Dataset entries
----------------------------------------
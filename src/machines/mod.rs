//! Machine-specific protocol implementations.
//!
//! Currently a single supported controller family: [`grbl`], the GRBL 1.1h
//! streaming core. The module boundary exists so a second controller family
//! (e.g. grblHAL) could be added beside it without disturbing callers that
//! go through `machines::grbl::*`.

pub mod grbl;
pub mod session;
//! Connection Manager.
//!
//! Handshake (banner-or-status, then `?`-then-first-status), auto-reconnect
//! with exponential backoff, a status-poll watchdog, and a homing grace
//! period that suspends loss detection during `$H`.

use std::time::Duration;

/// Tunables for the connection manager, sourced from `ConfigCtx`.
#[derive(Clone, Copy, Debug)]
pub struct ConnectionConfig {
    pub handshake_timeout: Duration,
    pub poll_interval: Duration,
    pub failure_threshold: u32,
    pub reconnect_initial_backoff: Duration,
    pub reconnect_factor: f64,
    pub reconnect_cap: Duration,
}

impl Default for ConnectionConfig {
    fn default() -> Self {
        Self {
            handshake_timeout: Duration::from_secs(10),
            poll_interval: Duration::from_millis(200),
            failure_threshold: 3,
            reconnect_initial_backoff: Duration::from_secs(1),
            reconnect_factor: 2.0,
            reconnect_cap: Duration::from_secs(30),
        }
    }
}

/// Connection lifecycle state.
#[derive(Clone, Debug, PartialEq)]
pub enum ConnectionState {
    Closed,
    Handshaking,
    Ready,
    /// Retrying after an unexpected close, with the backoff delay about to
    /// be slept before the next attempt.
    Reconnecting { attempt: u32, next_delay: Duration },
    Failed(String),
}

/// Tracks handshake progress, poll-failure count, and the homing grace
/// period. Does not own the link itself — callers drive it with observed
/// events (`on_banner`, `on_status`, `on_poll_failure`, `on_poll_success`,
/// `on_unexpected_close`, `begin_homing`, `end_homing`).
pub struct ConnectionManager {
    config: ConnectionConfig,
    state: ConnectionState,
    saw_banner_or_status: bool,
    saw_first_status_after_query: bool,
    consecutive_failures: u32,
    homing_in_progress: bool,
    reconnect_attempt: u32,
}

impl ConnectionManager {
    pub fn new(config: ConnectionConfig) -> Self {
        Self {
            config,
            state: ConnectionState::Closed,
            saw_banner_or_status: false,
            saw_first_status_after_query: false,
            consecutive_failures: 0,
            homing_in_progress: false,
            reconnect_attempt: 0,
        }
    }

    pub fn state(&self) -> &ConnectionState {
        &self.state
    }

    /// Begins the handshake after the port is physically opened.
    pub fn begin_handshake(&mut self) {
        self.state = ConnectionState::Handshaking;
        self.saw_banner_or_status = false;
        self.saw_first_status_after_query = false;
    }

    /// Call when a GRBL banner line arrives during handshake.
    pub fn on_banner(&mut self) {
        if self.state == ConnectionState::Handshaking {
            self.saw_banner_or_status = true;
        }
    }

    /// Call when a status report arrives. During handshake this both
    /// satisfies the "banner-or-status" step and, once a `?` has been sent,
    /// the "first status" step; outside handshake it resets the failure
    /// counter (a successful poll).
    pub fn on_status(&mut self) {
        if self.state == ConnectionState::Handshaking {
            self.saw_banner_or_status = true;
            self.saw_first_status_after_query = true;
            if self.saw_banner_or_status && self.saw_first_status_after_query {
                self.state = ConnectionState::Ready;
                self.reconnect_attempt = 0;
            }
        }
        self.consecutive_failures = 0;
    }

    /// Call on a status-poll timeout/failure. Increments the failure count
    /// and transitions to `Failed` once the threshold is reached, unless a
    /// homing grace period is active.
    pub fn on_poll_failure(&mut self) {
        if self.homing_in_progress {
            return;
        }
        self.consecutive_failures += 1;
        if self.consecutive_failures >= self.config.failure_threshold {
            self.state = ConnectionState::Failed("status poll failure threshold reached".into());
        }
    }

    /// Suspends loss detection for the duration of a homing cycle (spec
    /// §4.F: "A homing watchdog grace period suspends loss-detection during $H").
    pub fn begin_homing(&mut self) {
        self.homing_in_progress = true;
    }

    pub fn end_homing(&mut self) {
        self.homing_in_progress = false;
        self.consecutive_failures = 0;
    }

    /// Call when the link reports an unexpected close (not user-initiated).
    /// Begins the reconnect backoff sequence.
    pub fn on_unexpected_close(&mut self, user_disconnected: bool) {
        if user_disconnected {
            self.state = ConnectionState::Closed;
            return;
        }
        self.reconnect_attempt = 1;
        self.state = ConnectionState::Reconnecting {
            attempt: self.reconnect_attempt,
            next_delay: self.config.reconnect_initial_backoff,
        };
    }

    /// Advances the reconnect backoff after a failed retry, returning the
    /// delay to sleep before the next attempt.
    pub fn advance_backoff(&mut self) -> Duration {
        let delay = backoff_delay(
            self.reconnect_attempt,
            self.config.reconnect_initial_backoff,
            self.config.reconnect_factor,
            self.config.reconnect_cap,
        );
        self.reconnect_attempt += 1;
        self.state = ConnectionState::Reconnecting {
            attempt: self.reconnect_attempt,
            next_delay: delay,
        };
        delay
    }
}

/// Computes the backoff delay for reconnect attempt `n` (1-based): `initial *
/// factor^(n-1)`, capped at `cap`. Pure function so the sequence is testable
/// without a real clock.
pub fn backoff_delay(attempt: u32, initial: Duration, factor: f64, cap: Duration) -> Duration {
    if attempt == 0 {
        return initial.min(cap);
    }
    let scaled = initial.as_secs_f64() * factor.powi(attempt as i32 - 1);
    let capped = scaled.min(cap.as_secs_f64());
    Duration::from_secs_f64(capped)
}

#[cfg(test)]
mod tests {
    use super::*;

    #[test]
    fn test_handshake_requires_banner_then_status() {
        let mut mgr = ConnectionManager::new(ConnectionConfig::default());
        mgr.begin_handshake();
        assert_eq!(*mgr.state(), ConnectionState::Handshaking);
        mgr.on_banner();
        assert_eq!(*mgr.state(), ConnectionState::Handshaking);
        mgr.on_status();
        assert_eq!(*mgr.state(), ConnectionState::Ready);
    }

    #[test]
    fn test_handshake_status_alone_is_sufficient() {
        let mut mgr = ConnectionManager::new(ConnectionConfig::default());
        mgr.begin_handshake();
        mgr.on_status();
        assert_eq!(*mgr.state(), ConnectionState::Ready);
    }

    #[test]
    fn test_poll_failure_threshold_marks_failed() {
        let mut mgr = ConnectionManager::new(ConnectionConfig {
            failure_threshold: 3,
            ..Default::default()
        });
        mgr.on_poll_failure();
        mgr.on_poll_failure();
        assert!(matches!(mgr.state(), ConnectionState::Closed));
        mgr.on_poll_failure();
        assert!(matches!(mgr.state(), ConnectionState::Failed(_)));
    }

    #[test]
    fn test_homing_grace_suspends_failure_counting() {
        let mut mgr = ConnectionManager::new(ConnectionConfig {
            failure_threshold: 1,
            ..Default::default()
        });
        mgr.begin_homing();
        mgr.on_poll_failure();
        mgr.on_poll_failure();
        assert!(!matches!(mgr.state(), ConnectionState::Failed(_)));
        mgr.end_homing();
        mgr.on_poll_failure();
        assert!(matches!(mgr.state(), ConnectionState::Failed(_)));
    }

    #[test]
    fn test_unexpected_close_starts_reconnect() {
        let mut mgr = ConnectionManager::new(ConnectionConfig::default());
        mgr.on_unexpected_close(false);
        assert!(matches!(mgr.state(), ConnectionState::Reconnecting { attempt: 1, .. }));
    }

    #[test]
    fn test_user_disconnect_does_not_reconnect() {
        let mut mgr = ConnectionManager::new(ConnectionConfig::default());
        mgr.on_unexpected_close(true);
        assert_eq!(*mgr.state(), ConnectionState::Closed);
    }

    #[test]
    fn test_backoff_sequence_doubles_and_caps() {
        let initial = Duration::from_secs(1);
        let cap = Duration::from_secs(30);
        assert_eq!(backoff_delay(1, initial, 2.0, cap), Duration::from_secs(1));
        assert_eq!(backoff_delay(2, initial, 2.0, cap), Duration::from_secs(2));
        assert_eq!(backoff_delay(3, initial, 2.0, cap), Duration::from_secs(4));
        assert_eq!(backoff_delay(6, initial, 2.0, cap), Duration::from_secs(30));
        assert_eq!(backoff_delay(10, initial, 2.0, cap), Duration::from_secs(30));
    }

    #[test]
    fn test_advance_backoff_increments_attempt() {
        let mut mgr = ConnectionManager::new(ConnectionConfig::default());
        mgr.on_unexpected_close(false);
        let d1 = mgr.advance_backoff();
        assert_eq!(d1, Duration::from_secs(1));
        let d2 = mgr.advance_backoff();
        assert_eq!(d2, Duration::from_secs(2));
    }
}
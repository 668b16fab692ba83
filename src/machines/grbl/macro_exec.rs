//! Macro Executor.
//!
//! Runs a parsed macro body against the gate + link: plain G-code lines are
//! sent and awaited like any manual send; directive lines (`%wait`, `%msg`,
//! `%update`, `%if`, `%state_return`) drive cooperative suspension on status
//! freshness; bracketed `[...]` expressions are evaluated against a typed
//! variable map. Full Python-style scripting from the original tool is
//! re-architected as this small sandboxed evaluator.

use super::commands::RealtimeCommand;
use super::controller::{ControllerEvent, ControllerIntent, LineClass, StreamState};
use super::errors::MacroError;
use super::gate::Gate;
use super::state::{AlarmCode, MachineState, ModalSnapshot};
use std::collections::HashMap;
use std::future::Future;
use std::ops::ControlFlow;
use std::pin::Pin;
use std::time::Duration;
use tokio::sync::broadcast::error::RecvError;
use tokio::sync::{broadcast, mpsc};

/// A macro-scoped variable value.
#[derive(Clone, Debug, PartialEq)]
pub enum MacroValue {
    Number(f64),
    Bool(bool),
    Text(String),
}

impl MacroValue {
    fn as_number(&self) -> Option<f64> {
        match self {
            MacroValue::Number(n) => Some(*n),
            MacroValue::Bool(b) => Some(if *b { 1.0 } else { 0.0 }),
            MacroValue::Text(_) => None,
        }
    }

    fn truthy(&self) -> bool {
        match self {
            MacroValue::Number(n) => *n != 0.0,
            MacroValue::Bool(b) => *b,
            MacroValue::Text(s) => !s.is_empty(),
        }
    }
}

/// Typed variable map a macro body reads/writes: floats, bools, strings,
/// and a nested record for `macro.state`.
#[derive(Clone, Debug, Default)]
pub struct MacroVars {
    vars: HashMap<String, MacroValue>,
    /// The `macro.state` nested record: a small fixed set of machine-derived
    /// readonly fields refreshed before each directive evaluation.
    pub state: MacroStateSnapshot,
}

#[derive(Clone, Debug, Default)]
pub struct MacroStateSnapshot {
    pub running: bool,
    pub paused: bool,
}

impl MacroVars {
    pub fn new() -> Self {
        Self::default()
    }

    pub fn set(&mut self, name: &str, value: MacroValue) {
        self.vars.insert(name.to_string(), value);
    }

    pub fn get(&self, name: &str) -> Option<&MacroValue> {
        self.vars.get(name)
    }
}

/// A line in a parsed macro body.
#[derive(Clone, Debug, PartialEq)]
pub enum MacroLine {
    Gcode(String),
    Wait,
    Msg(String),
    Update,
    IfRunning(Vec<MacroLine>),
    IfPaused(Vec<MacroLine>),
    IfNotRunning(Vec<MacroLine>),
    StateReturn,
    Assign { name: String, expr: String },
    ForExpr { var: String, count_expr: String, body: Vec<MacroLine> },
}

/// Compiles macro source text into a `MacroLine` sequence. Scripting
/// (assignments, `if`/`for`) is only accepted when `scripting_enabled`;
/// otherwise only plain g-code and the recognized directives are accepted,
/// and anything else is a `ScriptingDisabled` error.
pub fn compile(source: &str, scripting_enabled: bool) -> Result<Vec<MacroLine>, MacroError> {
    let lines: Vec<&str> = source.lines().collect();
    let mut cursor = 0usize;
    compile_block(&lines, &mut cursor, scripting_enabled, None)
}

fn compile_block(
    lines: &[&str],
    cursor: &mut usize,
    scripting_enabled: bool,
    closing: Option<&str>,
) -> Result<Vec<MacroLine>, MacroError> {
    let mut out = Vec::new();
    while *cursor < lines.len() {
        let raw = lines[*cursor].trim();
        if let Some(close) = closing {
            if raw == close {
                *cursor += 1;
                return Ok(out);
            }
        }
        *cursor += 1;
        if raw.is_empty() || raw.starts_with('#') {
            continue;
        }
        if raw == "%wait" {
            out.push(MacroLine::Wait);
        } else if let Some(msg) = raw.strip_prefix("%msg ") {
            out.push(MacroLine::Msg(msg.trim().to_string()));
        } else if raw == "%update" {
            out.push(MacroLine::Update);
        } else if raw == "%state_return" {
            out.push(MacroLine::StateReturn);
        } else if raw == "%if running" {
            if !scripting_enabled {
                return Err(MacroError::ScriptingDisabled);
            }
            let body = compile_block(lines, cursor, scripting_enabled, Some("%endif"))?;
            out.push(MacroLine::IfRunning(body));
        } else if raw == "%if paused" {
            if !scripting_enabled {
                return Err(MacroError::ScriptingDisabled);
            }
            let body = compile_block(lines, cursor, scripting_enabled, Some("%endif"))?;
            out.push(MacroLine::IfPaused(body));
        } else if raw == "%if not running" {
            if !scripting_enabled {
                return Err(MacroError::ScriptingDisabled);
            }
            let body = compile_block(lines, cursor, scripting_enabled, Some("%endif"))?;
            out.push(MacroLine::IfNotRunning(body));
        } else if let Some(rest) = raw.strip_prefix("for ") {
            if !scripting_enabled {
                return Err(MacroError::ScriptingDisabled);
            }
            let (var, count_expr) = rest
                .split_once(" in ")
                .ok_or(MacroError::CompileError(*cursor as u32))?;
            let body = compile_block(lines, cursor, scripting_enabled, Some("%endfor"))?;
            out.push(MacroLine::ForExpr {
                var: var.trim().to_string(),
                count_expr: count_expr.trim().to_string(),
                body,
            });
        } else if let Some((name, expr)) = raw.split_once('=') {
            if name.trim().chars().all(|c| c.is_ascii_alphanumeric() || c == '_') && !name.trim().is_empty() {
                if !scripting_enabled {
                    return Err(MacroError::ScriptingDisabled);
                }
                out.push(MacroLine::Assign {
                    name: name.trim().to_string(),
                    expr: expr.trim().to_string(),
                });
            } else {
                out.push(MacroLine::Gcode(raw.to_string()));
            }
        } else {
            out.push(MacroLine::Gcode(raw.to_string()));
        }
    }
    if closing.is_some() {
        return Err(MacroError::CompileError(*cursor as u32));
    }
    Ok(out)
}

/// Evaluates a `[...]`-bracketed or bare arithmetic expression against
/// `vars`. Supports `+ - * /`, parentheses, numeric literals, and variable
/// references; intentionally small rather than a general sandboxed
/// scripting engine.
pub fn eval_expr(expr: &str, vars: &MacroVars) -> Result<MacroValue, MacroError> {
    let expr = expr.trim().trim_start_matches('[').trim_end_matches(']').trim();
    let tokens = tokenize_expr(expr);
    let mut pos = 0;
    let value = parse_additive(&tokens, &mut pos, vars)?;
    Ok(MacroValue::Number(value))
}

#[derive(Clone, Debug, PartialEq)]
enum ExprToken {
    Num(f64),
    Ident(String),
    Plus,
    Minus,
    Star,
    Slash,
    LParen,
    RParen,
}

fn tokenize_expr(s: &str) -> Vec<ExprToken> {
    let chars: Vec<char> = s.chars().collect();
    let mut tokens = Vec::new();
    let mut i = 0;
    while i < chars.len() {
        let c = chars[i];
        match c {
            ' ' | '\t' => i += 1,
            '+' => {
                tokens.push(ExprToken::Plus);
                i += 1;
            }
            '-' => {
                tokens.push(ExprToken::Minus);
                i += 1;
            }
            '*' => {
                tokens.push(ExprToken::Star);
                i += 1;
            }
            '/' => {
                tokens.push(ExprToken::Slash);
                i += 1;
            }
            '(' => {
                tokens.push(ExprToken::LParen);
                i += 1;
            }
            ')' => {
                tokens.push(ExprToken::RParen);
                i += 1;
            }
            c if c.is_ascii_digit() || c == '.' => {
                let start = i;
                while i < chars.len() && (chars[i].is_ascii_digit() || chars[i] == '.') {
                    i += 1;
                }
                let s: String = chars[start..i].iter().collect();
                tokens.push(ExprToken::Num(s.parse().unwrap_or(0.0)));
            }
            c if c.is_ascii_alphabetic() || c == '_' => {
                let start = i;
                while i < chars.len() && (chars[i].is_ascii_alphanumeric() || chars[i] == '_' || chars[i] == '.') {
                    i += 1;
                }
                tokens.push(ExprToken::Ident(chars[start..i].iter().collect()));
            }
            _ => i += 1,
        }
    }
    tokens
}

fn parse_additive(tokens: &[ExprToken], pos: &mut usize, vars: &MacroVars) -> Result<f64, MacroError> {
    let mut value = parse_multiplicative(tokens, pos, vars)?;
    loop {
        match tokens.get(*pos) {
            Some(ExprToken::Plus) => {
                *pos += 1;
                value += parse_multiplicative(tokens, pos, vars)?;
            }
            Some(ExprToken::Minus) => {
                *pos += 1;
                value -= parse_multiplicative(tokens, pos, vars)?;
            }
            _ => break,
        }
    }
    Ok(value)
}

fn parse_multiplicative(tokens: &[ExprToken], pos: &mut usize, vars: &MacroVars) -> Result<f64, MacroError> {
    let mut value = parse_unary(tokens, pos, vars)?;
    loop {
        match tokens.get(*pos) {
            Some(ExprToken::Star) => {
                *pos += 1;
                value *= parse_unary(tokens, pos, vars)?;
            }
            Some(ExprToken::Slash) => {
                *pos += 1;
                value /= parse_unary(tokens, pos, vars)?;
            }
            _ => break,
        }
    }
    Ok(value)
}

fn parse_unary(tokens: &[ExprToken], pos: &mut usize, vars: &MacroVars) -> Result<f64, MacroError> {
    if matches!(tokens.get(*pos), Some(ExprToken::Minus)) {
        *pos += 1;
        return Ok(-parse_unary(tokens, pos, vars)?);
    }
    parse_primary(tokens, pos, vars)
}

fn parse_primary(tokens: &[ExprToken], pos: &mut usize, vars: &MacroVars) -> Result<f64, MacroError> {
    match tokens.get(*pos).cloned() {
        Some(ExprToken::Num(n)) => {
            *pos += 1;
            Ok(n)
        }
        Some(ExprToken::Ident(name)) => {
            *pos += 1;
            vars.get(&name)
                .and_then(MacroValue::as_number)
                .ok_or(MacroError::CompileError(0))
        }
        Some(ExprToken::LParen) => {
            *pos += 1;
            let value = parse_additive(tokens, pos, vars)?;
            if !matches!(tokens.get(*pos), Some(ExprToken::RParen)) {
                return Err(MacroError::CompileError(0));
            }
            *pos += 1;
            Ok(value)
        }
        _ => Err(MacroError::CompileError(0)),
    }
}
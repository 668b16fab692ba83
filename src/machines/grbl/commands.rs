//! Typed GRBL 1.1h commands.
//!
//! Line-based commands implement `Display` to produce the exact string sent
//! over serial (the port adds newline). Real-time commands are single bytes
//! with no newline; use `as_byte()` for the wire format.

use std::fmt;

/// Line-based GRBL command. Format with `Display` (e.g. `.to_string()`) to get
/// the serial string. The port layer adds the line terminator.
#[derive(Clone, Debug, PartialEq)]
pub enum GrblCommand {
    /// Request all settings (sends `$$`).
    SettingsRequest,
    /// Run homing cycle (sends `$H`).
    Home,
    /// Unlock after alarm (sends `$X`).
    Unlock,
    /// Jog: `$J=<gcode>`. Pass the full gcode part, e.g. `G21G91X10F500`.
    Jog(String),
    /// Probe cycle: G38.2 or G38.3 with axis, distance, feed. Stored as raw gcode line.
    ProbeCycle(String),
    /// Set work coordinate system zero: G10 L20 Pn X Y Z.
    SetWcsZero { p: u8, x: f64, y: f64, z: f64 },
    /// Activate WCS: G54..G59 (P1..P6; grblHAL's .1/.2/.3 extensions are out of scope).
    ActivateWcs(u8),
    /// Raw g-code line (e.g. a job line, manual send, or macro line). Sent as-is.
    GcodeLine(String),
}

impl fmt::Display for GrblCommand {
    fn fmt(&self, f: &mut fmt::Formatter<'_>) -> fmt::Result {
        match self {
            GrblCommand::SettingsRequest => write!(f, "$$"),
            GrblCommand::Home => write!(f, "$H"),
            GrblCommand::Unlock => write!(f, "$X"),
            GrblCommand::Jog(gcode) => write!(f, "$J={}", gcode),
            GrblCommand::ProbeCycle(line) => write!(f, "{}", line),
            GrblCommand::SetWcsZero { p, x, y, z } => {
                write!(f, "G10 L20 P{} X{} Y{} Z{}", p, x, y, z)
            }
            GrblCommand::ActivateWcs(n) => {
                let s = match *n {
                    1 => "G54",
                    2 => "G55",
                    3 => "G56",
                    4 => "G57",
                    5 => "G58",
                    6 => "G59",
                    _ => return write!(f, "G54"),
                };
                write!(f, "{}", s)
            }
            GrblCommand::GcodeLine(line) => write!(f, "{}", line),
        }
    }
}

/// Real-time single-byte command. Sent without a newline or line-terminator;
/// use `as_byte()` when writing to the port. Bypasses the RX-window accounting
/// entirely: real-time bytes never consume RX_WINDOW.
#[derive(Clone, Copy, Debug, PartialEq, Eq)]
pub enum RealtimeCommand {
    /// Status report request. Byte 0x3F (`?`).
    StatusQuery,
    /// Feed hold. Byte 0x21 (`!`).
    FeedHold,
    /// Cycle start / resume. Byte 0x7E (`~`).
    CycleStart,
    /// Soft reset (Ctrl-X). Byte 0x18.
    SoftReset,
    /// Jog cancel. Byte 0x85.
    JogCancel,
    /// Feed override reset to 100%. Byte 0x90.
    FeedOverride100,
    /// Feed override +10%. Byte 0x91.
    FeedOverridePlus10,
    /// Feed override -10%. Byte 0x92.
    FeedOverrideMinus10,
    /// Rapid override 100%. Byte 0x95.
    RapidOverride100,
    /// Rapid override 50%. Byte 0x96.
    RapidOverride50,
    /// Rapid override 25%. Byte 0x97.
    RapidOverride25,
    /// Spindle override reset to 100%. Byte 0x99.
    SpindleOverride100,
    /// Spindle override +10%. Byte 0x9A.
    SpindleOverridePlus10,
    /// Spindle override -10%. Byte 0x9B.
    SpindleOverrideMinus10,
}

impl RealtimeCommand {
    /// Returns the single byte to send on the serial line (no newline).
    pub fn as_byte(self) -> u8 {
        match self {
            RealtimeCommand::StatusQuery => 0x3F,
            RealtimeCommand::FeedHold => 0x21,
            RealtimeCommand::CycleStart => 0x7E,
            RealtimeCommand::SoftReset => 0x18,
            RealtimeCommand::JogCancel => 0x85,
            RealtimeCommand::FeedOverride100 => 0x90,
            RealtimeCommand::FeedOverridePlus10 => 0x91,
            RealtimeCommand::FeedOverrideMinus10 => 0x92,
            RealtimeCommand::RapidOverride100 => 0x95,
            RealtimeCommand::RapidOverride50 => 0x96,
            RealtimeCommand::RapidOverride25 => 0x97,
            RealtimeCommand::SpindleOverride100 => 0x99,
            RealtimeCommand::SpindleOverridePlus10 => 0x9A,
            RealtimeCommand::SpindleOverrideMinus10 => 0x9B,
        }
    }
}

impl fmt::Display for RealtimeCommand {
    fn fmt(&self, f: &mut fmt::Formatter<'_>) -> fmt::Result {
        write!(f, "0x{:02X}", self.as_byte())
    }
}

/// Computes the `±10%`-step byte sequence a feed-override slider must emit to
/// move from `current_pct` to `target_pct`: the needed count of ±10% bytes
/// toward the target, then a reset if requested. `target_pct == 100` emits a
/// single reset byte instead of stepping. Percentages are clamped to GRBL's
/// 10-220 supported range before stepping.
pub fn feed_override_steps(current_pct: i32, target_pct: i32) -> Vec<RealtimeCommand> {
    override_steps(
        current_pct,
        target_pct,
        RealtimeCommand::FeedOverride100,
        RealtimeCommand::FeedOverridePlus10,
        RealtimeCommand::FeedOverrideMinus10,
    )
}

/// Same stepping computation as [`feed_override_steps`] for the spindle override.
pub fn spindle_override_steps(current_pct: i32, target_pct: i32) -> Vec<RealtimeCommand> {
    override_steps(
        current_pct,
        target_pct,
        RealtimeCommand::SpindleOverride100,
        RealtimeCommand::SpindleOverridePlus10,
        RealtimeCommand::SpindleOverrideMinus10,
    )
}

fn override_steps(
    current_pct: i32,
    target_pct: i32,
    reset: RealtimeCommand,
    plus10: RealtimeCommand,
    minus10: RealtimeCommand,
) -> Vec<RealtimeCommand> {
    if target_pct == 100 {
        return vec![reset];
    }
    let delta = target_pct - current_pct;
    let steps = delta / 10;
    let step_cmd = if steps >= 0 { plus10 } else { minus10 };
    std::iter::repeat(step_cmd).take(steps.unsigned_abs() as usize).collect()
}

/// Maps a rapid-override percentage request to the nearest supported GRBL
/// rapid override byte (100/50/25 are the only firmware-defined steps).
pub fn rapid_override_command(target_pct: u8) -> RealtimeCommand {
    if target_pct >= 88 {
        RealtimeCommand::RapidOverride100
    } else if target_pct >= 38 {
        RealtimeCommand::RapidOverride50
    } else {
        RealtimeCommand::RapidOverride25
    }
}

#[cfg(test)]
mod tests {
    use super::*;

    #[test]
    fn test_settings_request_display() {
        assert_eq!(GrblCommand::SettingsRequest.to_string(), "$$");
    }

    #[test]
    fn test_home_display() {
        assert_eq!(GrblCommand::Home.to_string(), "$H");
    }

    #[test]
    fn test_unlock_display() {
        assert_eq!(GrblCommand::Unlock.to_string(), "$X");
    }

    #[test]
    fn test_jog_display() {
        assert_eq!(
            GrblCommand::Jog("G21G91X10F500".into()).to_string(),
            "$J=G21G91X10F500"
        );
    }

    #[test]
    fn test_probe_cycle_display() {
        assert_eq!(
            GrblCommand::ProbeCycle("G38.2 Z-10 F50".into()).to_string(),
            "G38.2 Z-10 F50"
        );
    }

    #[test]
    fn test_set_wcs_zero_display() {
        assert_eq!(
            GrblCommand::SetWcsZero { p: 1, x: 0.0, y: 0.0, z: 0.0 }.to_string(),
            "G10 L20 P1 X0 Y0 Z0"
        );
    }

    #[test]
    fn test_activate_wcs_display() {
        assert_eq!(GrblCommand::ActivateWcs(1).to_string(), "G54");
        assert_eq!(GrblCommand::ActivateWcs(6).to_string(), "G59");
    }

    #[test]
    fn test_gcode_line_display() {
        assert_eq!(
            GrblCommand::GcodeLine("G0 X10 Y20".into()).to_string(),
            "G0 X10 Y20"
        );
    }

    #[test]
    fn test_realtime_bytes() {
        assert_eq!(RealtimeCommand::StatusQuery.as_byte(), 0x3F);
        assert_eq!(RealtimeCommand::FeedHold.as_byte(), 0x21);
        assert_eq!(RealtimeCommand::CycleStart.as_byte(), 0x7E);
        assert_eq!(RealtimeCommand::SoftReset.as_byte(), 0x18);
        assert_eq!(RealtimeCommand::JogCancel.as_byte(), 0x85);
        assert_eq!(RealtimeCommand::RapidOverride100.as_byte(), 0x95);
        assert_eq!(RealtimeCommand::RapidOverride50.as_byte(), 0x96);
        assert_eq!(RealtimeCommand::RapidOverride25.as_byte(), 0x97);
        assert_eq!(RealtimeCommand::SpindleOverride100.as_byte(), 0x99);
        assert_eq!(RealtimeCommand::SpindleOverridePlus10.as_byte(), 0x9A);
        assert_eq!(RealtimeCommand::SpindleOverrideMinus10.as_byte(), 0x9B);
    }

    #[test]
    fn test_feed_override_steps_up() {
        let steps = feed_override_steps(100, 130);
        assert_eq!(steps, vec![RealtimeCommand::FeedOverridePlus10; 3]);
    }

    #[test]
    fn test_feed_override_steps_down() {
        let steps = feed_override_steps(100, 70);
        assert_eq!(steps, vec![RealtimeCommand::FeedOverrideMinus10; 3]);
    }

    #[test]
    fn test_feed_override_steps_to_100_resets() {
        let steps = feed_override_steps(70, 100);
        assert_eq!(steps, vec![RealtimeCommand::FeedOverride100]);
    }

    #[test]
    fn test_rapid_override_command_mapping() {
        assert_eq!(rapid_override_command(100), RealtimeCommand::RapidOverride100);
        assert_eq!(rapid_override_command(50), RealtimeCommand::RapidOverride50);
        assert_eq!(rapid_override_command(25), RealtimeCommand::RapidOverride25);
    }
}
----------------------------------------
- Task requirements: The answer must be every line from the entries above that holds the string "tokio".

- Answer below:
use tokio::sync::broadcast::error::RecvError;
use tokio::sync::{broadcast, mpsc};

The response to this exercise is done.